Problem to work on:
Pull every line containing "struct" from the listing below.

Records shown:
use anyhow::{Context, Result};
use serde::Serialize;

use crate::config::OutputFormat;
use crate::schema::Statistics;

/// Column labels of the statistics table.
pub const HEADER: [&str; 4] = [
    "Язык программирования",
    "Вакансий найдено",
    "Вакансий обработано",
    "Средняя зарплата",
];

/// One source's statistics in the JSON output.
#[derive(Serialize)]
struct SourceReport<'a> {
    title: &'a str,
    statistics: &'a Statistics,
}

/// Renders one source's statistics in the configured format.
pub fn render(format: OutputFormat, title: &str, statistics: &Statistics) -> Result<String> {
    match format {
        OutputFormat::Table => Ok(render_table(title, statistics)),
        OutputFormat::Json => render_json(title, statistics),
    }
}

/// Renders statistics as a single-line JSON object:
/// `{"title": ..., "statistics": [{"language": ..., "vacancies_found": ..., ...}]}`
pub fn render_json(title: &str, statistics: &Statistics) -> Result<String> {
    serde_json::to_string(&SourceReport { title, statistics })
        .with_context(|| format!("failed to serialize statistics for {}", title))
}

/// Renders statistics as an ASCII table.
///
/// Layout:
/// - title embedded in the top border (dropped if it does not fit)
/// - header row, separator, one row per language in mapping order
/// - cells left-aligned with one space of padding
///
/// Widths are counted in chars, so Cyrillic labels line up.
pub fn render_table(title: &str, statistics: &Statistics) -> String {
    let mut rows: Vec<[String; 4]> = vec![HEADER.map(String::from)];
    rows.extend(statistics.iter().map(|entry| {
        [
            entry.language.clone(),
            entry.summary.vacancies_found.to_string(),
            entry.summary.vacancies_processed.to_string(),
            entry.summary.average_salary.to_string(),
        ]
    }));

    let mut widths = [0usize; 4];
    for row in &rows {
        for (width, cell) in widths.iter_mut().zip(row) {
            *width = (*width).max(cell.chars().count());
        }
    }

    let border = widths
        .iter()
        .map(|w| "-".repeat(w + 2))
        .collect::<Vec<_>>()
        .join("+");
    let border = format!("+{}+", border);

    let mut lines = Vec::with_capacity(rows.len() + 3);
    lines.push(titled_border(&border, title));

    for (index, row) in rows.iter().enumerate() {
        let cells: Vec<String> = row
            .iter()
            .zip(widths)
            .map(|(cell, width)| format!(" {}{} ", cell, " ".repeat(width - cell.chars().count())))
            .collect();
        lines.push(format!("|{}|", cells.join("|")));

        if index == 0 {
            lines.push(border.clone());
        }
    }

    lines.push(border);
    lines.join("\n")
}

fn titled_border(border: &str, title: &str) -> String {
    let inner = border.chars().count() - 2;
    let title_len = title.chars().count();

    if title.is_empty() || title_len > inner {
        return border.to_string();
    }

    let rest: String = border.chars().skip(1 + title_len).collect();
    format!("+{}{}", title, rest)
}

==

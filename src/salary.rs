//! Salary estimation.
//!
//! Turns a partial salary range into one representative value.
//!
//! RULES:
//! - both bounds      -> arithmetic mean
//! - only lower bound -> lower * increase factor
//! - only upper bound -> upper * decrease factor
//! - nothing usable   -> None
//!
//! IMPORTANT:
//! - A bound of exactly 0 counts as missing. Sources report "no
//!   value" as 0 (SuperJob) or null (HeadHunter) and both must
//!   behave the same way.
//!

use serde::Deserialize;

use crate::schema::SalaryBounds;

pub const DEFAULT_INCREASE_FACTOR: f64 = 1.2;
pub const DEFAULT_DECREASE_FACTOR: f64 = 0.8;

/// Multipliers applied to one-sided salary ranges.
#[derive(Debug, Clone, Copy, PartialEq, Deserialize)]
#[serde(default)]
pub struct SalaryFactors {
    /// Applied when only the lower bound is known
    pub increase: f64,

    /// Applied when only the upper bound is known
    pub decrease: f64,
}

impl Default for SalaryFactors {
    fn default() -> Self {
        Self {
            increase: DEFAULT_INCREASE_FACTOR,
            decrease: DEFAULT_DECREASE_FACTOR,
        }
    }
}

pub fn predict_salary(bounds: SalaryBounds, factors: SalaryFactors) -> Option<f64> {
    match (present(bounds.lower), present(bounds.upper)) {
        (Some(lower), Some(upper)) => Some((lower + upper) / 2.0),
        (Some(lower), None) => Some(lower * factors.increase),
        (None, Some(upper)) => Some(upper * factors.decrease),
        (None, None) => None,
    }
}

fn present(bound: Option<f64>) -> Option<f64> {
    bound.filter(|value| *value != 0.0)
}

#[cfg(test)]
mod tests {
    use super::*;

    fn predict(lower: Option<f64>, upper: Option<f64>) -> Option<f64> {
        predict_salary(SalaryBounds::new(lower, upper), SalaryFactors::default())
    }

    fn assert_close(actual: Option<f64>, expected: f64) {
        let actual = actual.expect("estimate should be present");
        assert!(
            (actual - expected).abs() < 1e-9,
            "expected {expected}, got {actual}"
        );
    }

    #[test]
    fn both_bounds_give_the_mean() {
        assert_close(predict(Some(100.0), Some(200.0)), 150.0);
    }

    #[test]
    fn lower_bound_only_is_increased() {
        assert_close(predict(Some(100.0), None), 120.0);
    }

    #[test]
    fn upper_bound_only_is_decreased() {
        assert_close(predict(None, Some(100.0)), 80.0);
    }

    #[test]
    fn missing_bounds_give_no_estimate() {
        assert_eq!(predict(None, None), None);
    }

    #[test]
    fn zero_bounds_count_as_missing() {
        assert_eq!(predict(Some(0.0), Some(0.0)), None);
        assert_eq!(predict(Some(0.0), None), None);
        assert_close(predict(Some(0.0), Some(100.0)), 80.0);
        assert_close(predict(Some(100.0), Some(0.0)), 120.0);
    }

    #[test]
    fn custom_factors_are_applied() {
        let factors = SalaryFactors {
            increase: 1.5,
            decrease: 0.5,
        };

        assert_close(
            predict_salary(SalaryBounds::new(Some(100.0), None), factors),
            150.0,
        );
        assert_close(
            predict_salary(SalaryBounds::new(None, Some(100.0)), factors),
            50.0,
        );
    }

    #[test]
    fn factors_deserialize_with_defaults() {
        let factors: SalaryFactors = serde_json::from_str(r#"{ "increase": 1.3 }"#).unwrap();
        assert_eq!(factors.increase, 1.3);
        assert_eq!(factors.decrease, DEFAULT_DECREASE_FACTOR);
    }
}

Written reply:
struct SourceReport<'a> {
pub struct SalaryFactors {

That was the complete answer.